The national living wage is a new top rate of the national minimum wage.
Employers should check that employees’ pay is not brought below the new rate by salary-sacrifice arrangements – tax free payments schemes, taken off employee’s gross pay, such as childcare vouchers. Employers should also be aware of any pay implications if 1 April 2016 falls part way through a payroll period, you will need to know which date the employer must start paying the national living wage from.
National Minimum Wage Penalties Increase
The penalty for employers found not to have paid the national minimum wage doubles from 1 April 2016. The enforcement regime is the same for non-payment of the national living wage.
Employment Tribunal Awards and Statutory Redundancy Pay
New limits on employment tribunal awards and statutory redundancy pay come into force on 6 April 2016. The maximum amount of a week’s pay for these purposes increases to £479, and the maximum amount of a compensatory award for unfair dismissal increases to £78,962.
Employer NICs are Abolished For Apprentices Under Age 25
As part of the Government’s drive to encourage employers to create more apprenticeships for young people, employers will not pay employer national insurance contributions for apprentices aged under 25.
Financial Penalties For Non-Payment of Tribunal Awards
There will be new legislation allowing tribunal enforcement officers to impose a financial penalty on an employer that fails to pay a tribunal award or Acas settlement sum.

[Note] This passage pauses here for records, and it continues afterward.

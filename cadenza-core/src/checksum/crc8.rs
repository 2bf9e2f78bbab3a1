// Cadenza
// Copyright (c) 2019-2024 The Project Cadenza Developers.
//
// This Source Code Form is subject to the terms of the Mozilla Public
// License, v. 2.0. If a copy of the MPL was not distributed with this
// file, You can obtain one at https://mozilla.org/MPL/2.0/.

use crate::io::Monitor;

/// Generates the byte-wise lookup table for an MSB-first 8-bit CRC with the given polynomial.
const fn crc8_table(poly: u8) -> [u8; 256] {
    let mut table = [0u8; 256];
    let mut i = 0;

    while i < 256 {
        let mut crc = i as u8;
        let mut bit = 0;

        while bit < 8 {
            crc = if crc & 0x80 != 0 { (crc << 1) ^ poly } else { crc << 1 };
            bit += 1;
        }

        table[i] = crc;
        i += 1;
    }

    table
}

/// CRC-8 polynomial x^8 + x^2 + x^1 + x^0.
const CRC8_CCITT_TABLE: [u8; 256] = crc8_table(0x07);

/// `Crc8Ccitt` implements the CRC-8 algorithm using the CCITT polynomial.
///
/// * Polynomial = 0x07
/// * RefIn = false
/// * RefOut = false
/// * XorOut = false
#[derive(Clone, Copy, Debug)]
pub struct Crc8Ccitt {
    state: u8,
}

impl Crc8Ccitt {
    /// Instantiate a `Crc8Ccitt` instance with an initial state.
    pub fn new(state: u8) -> Self {
        Crc8Ccitt { state }
    }

    /// Returns the computed CRC.
    pub fn crc(&self) -> u8 {
        self.state
    }
}

impl Monitor for Crc8Ccitt {
    #[inline(always)]
    fn process_byte(&mut self, byte: u8) {
        self.state = CRC8_CCITT_TABLE[usize::from(self.state ^ byte)];
    }

    fn process_buf_bytes(&mut self, buf: &[u8]) {
        for &byte in buf {
            self.state = CRC8_CCITT_TABLE[usize::from(self.state ^ byte)];
        }
    }
}

#[cfg(test)]
mod tests {
    use super::Crc8Ccitt;
    use crate::io::Monitor;

    #[test]
    fn verify_crc8_ccitt() {
        // Standard check value of CRC-8/SMBUS.
        let mut crc = Crc8Ccitt::new(0);
        crc.process_buf_bytes(b"123456789");
        assert_eq!(crc.crc(), 0xf4);

        // A FLAC frame header: fixed blocksize, 4096 samples, 44.1kHz, stereo, 16-bit, frame 0.
        let mut crc = Crc8Ccitt::new(0);
        for byte in [0xff, 0xf8, 0xc9, 0x18, 0x00] {
            crc.process_byte(byte);
        }
        assert_eq!(crc.crc(), 0xc2);
    }
}
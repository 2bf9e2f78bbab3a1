// Cadenza
// Copyright (c) 2019-2024 The Project Cadenza Developers.
//
// This Source Code Form is subject to the terms of the Mozilla Public
// License, v. 2.0. If a copy of the MPL was not distributed with this
// file, You can obtain one at https://mozilla.org/MPL/2.0/.

use cadenza_core::errors::{decode_error, Result};
use cadenza_core::io::{BitWriterLtr, BufReader, FiniteStream, ReadBytes};

/// A seek point.
#[derive(Copy, Clone, Debug, PartialEq, Eq)]
pub struct SeekPoint {
    /// The number of the first sample in the target frame, or [`SeekPoint::PLACEHOLDER`].
    pub sample_number: u64,
    /// The byte offset of the target frame from the first byte of the first frame.
    pub stream_offset: u64,
    /// The number of samples in the target frame.
    pub frame_samples: u32,
}

impl SeekPoint {
    /// The sample number of a placeholder seek point.
    pub const PLACEHOLDER: u64 = u64::MAX;

    /// The length of an encoded seek point in bytes.
    pub const LEN: u64 = 18;

    /// Instantiate a placeholder seek point.
    pub fn placeholder() -> Self {
        SeekPoint { sample_number: SeekPoint::PLACEHOLDER, stream_offset: 0, frame_samples: 0 }
    }

    /// Returns true if this is a placeholder seek point.
    pub fn is_placeholder(&self) -> bool {
        self.sample_number == SeekPoint::PLACEHOLDER
    }
}

impl Default for SeekPoint {
    fn default() -> Self {
        SeekPoint::placeholder()
    }
}

/// A seek table block.
///
/// The template builders append points with only the sample number set. The encoder fills in the
/// stream offset and frame length of each point once the stream has been encoded.
#[derive(Clone, Debug, Default, PartialEq, Eq)]
pub struct SeekTable {
    pub points: Vec<SeekPoint>,
}

impl SeekTable {
    pub(super) fn read(reader: &mut BufReader<'_>) -> Result<SeekTable> {
        let len = reader.bytes_available();

        // The number of seek table entries is always the block length divided by the length of a
        // single entry, 18 bytes.
        if len % SeekPoint::LEN != 0 {
            return decode_error("flac: seek table length is not a multiple of the seek point length");
        }

        let count = len / SeekPoint::LEN;

        let mut points = Vec::with_capacity(count as usize);

        for _ in 0..count {
            let sample_number = reader.read_be_u64()?;
            let stream_offset = reader.read_be_u64()?;
            let frame_samples = u32::from(reader.read_be_u16()?);

            points.push(SeekPoint { sample_number, stream_offset, frame_samples });
        }

        Ok(SeekTable { points })
    }

    /// Writes the body of the seek table block.
    pub fn write(&self, writer: &mut BitWriterLtr) {
        for point in self.points.iter() {
            writer.write_bits_leq64(point.sample_number, 64);
            writer.write_bits_leq64(point.stream_offset, 64);
            writer.write_bits_leq32(point.frame_samples, 16);
        }
    }

    pub(super) fn encoded_len(&self) -> u64 {
        SeekPoint::LEN * self.points.len() as u64
    }

    /// Returns a table with exactly `n_points` points. Points are truncated from the end, or new
    /// placeholder points are appended.
    pub fn resize_points(mut self, n_points: usize) -> Self {
        self.points.resize(n_points, SeekPoint::placeholder());
        self
    }

    /// Returns the table with `count` placeholder points appended.
    pub fn with_placeholders(mut self, count: usize) -> Self {
        self.points.extend(std::iter::repeat(SeekPoint::placeholder()).take(count));
        self
    }

    /// Returns the table with a point appended for the given sample.
    pub fn with_point(mut self, sample_number: u64) -> Self {
        self.points.push(SeekPoint { sample_number, stream_offset: 0, frame_samples: 0 });
        self
    }

    /// Returns the table with `count` points, evenly spaced over a stream of `n_samples` samples,
    /// appended. The first point is always sample 0.
    pub fn with_spaced_points(mut self, count: u32, n_samples: u64) -> Self {
        if count > 0 && n_samples > 0 {
            for j in 0..u64::from(count) {
                let sample_number = (u128::from(n_samples) * u128::from(j) / u128::from(count)) as u64;
                self = self.with_point(sample_number);
            }
        }
        self
    }

    /// Returns the table with a point every `interval` samples, over a stream of `n_samples`
    /// samples, appended.
    pub fn with_spaced_points_by_samples(mut self, interval: u32, n_samples: u64) -> Self {
        if interval > 0 && n_samples > 0 {
            let interval = u64::from(interval);

            let mut count = 1 + n_samples / interval;

            if n_samples % interval == 0 {
                count -= 1;
            }

            for j in 0..count {
                self = self.with_point(j * interval);
            }
        }
        self
    }

    /// Sorts the points by ascending sample number. Duplicate points are converted to placeholders,
    /// and all placeholders are moved to the end of the table. Returns the number of points that
    /// are not placeholders.
    pub fn sort(&mut self) -> usize {
        // Placeholders have the largest possible sample number and so sort to the end.
        self.points.sort_by_key(|point| point.sample_number);

        let mut unique = 0;

        for i in 0..self.points.len() {
            let point = self.points[i];

            if point.is_placeholder() {
                break;
            }

            if unique == 0 || self.points[unique - 1].sample_number != point.sample_number {
                self.points[unique] = point;
                unique += 1;
            }
        }

        for point in self.points[unique..].iter_mut() {
            *point = SeekPoint::placeholder();
        }

        unique
    }

    /// Returns true if the points are in strictly ascending order of sample number, with any
    /// placeholders at the end of the table.
    pub fn is_legal(&self) -> bool {
        let mut prev: Option<u64> = None;

        for point in self.points.iter() {
            if let Some(prev) = prev {
                if !point.is_placeholder() && point.sample_number <= prev {
                    return false;
                }
            }

            if point.frame_samples > u32::from(u16::MAX) {
                return false;
            }

            prev = Some(point.sample_number);
        }

        true
    }
}

#[cfg(test)]
mod tests {
    use super::*;

    fn point(sample_number: u64) -> SeekPoint {
        SeekPoint { sample_number, stream_offset: 0, frame_samples: 0 }
    }

    #[test]
    fn verify_seek_table_read_write() {
        let table = SeekTable {
            points: vec![
                SeekPoint { sample_number: 0, stream_offset: 0, frame_samples: 4096 },
                SeekPoint { sample_number: 4096, stream_offset: 8_000, frame_samples: 4096 },
                SeekPoint::placeholder(),
            ],
        };

        let mut writer = BitWriterLtr::new();
        table.write(&mut writer);
        let buf = writer.into_inner();

        assert_eq!(buf.len() as u64, table.encoded_len());
        assert_eq!(SeekTable::read(&mut BufReader::new(&buf)).unwrap(), table);

        assert!(SeekTable::read(&mut BufReader::new(&buf[..20])).is_err());
    }

    #[test]
    fn verify_seek_table_templates() {
        let table = SeekTable::default().with_spaced_points(4, 100);
        let samples: Vec<u64> = table.points.iter().map(|p| p.sample_number).collect();
        assert_eq!(samples, [0, 25, 50, 75]);

        let table = SeekTable::default().with_spaced_points_by_samples(10, 30);
        let samples: Vec<u64> = table.points.iter().map(|p| p.sample_number).collect();
        assert_eq!(samples, [0, 10, 20]);

        let table = SeekTable::default().with_spaced_points_by_samples(10, 31);
        assert_eq!(table.points.len(), 4);

        let table = SeekTable::default().with_point(5).with_placeholders(2).resize_points(5);
        assert_eq!(table.points.len(), 5);
        assert!(table.points[1..].iter().all(SeekPoint::is_placeholder));
        assert!(table.is_legal());

        let table = table.resize_points(1);
        assert_eq!(table.points, [point(5)]);
    }

    #[test]
    fn verify_seek_table_sort() {
        let mut table = SeekTable {
            points: vec![point(30), SeekPoint::placeholder(), point(10), point(30), point(20)],
        };

        assert!(!table.is_legal());
        assert_eq!(table.sort(), 3);
        assert!(table.is_legal());

        let samples: Vec<u64> = table.points.iter().map(|p| p.sample_number).collect();
        assert_eq!(samples, [10, 20, 30, SeekPoint::PLACEHOLDER, SeekPoint::PLACEHOLDER]);
    }

    #[test]
    fn verify_seek_table_legality() {
        assert!(SeekTable::default().is_legal());
        assert!(SeekTable { points: vec![point(0), point(1)] }.is_legal());
        assert!(!SeekTable { points: vec![point(1), point(1)] }.is_legal());
        assert!(!SeekTable { points: vec![SeekPoint::placeholder(), point(1)] }.is_legal());
    }
}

It is expected to come into force in April 2016.
Research carried out in 2013 showed that less than half of tribunal claimants who had been awarded compensation received the full award from the employer.
The penalty will be 50% of the unpaid award, subject to minimum and maximum amounts and a reduction for prompt payment.
Statutory Family-Related Pay and Sick Pay Rates Are Frozen
This isn’t actually a change in legislation, however many employers may be expecting one around statutory rates of pay. Unlike in previous years, there will be no increase to statutory adoption, maternity, paternity or shared parental pay rates in April 2016.
Statutory sick pay will also remain at the same rate that has applied since April.
If you need any help applying new legislation the please call Metis HR on 01706 565332 now and we will be happy to help.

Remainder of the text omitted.